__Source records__
* * *
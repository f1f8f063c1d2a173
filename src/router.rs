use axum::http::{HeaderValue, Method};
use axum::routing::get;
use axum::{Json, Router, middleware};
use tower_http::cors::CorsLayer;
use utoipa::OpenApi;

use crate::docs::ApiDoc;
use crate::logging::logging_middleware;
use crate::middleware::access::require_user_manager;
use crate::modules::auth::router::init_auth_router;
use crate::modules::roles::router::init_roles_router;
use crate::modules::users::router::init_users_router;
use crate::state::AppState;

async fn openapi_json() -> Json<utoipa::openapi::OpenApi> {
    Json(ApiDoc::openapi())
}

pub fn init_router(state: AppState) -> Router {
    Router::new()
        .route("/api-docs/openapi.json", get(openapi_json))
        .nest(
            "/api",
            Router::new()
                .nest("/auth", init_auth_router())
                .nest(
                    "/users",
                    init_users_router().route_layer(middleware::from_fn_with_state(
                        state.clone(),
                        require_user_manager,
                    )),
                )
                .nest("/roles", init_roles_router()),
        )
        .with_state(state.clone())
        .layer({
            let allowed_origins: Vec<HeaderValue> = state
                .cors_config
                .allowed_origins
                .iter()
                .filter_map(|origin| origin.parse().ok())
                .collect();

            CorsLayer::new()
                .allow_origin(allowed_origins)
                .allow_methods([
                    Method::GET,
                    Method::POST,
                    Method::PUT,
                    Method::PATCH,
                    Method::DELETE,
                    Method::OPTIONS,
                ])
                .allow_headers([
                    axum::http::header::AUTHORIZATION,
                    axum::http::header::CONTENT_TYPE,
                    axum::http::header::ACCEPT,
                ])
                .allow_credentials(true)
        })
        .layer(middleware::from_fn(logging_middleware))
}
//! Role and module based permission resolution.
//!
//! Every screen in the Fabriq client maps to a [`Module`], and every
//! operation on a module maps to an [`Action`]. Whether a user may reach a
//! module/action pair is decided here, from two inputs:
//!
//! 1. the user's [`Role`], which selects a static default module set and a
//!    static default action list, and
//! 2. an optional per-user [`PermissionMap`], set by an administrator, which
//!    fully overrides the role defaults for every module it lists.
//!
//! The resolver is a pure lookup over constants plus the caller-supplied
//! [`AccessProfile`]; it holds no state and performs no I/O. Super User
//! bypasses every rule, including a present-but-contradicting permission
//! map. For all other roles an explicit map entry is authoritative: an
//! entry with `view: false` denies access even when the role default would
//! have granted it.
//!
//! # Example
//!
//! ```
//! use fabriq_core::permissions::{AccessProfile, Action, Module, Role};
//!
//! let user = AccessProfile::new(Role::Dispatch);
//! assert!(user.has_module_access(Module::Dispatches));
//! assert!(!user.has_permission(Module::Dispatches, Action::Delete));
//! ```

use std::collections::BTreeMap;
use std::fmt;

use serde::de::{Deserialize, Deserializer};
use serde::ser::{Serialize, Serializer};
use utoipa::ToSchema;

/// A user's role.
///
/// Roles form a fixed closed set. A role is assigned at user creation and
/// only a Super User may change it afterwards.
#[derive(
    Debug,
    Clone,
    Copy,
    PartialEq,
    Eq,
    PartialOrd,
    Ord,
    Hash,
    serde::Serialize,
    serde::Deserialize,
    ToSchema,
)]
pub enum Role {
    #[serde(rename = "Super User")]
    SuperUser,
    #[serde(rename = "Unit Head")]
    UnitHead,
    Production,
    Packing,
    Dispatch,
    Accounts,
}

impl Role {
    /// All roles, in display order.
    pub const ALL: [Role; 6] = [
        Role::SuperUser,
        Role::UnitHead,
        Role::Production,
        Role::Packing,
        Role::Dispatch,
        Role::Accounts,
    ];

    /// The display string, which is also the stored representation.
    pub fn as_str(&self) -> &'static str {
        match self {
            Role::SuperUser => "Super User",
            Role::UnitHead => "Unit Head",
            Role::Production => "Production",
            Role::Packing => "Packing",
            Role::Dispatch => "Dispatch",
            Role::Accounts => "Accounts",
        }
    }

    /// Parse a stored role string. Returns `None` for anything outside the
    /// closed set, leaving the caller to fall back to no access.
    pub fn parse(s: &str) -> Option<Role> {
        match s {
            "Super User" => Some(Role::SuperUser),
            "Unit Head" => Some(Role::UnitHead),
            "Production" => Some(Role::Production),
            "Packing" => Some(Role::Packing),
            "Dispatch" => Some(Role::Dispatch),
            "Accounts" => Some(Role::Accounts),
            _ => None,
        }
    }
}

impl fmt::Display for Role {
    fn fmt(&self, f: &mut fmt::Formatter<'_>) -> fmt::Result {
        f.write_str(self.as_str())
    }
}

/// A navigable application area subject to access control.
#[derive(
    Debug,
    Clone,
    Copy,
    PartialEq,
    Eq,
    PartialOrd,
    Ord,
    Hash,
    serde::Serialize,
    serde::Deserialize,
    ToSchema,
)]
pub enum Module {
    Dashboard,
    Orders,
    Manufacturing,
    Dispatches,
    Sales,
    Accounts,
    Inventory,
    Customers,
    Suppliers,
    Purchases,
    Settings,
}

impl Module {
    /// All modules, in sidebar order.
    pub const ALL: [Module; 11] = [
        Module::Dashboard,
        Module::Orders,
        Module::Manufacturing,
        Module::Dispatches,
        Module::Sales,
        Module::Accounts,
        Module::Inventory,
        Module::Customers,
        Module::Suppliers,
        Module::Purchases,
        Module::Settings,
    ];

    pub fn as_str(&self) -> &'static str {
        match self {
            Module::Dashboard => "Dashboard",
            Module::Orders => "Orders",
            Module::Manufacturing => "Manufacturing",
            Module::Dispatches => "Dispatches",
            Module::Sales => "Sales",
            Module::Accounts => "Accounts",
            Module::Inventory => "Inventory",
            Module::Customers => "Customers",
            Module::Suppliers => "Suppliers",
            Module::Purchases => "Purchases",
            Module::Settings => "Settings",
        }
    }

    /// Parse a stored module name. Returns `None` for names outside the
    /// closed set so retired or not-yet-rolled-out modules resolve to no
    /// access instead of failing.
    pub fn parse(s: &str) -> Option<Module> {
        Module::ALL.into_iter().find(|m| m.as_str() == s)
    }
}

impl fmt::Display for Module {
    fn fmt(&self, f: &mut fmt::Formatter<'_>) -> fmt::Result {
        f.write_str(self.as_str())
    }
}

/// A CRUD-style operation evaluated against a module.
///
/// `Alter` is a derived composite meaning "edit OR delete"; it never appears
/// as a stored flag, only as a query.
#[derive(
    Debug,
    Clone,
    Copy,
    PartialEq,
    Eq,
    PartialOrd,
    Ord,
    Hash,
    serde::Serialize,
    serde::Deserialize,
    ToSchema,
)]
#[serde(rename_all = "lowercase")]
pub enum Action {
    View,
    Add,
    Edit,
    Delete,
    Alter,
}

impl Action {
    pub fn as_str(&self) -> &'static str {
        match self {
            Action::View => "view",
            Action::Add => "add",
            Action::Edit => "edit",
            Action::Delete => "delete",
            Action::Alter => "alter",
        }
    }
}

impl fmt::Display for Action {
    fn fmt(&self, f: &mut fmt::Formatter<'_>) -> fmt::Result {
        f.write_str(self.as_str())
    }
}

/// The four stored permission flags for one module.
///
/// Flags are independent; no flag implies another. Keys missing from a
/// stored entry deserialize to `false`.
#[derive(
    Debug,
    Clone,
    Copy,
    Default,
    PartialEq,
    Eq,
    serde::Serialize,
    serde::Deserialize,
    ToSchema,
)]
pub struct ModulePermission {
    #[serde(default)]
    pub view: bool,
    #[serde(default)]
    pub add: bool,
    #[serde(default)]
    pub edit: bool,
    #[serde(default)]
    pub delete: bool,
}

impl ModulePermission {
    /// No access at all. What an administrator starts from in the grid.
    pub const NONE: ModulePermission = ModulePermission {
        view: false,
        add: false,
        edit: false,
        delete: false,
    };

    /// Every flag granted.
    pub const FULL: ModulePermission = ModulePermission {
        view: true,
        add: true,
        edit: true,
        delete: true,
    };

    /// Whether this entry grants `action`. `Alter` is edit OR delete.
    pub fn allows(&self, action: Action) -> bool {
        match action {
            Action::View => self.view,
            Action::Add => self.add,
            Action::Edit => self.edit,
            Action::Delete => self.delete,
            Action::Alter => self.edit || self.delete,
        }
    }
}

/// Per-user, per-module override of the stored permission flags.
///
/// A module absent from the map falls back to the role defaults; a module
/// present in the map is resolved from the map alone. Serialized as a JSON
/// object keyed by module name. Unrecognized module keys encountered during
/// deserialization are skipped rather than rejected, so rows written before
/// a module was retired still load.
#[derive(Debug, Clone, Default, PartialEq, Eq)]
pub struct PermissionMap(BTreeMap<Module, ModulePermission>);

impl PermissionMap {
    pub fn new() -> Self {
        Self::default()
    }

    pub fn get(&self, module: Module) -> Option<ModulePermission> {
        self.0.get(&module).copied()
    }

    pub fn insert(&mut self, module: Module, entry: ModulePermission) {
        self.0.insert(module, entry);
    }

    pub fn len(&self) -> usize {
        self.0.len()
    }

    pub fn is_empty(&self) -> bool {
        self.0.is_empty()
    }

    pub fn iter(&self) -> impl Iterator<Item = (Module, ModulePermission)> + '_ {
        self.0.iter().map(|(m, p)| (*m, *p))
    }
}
* * *
__Problem statement__
Determine how many lines in the records include the word "struct", and reply with that number alone.

__Solution to this problem__
2